The Monastery of Tor de' Specchi (/it/; literally "Tower of the Mirrors") is the home of the Oblates of St. Frances of Rome. Located in the heart of the city, the house was established as such on 25 March 1433, the Feast of the Annunciation.

Frances acquired a house near the Campidoglio, next to the church of Sant'Andrea dei Funari (later called Sant'Andrea in Vincis, but later demolished). This stood in the shade of the fortified tower built by the Specchi family, from which the house takes its name (Torre degli Specchi). The atrium was originally a stable with an old manger, the lid of a large Roman sarcophagus, which Frances used to distribute food and clothing to the poor.

The chapel is decorated with frescoes by Antoniazzo Romano depicting scenes from the life of Frances. It is open to the public each year on her feast day, Match 9.

==Present day==
The community still lives according to the same general pattern established at their founding. The Oblates follow a basic monastic routine and offer a ministry of hospitality in the heart of the city of Rome. Instead of the standard three vows, they promise obedience to the head of the community, and prime also that should they chose to leave (which they remain free to do if they wish), they will do so in a way which will not disrupt the lives of the community. It remains the community's sole house.
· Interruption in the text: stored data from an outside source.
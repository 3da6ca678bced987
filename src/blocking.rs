//! Blocking wrapper around [`Squ`].
//!
//! Each call drives the async operation to completion on a fresh
//! current-thread runtime, so callers without an async context can use squ as
//! plain function calls. When the caller is already inside a tokio runtime the
//! operation runs on a scoped worker thread instead, since a runtime cannot be
//! started or blocked on from within another one.

use crate::config::SquConfig;
use crate::db::{Backend, Driver, MySqlDriver, QueryResult};
use crate::error::{Result, SquError};
use crate::frame::{PartitionedTable, TabularResult};
use crate::query::{QuerySource, Squ};
use arrow::record_batch::RecordBatch;
use std::future::Future;
use std::path::{Path, PathBuf};
use tokio::runtime::{Builder, Handle, Runtime};

/// Synchronous counterpart of [`Squ`].
#[derive(Debug, Clone)]
pub struct BlockingSqu<D: Driver = MySqlDriver> {
    inner: Squ<D>,
}

impl BlockingSqu<MySqlDriver> {
    pub fn new(config: SquConfig) -> Self {
        Self::from_squ(Squ::new(config))
    }

    /// Loads connection parameters from `env_path` and creates a blocking dispatcher.
    pub fn from_env_file(
        env_path: impl AsRef<Path>,
        sql_dir: Option<PathBuf>,
        verbose: bool,
    ) -> Result<Self> {
        Ok(Self::from_squ(Squ::from_env_file(env_path, sql_dir, verbose)?))
    }
}

impl<D: Driver> BlockingSqu<D> {
    pub fn with_driver(config: SquConfig, driver: D) -> Self {
        Self::from_squ(Squ::with_driver(config, driver))
    }

    /// Wraps an existing dispatcher.
    pub fn from_squ(inner: Squ<D>) -> Self {
        Self { inner }
    }

    pub fn inner(&self) -> &Squ<D> {
        &self.inner
    }

    pub fn config(&self) -> &SquConfig {
        self.inner.config()
    }

    pub fn query_rows(&self, source: &QuerySource) -> Result<QueryResult> {
        block_on(|| self.inner.query_rows(source))
    }

    pub fn query_columnar(&self, source: &QuerySource) -> Result<RecordBatch> {
        block_on(|| self.inner.query_columnar(source))
    }

    pub fn query_partitioned(&self, source: &QuerySource) -> Result<PartitionedTable> {
        block_on(|| self.inner.query_partitioned(source))
    }

    pub fn query(&self, source: &QuerySource, backend: Backend) -> Result<TabularResult> {
        block_on(|| self.inner.query(source, backend))
    }

    pub fn execute(&self, source: &QuerySource) -> Result<u64> {
        block_on(|| self.inner.execute(source))
    }

    pub fn create_view(&self, name: &str, source: &QuerySource) -> Result<()> {
        block_on(|| self.inner.create_view(name, source))
    }

    pub fn drop_view(&self, name: &str) -> Result<()> {
        block_on(|| self.inner.drop_view(name))
    }
}

/// Runs the future built by `op` to completion.
///
/// Inside a runtime the work moves to a scoped thread with its own runtime:
/// `Handle::block_on` cannot drive IO on a current-thread runtime whose only
/// thread is the one blocked here.
fn block_on<T, F>(op: impl FnOnce() -> F + Send) -> Result<T>
where
    F: Future<Output = Result<T>>,
    T: Send,
{
    if Handle::try_current().is_err() {
        return runtime()?.block_on(op());
    }

    std::thread::scope(|s| {
        s.spawn(|| runtime()?.block_on(op()))
            .join()
            .map_err(|_| SquError::internal("Blocking worker thread panicked"))?
    })
}

fn runtime() -> Result<Runtime> {
    Builder::new_current_thread()
        .enable_all()
        .build()
        .map_err(|e| SquError::internal(format!("Failed to start runtime: {e}")))
}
The Oblates engage in daily common prayer and acts of charity to the poor and the less fortunate. Characteristics of the congregation are a particular devotion to the Virgin Mary, to the guardian Angel and service to the Church of Rome. As of 2017, there were six sisters in residence.

==The Agnus Dei==
By special privilege, the Sisters of Tor de' Specchi are the only ones permitted to make an item of special papal significance. It is a small wax image of Christ as the Lamb of God (Agnus Dei). This is presented by the pope as a token of honor to those whom the Holy See wishes to recognize as having given notable service to the Church. They are blessed during Holy Week and distributed at Easter.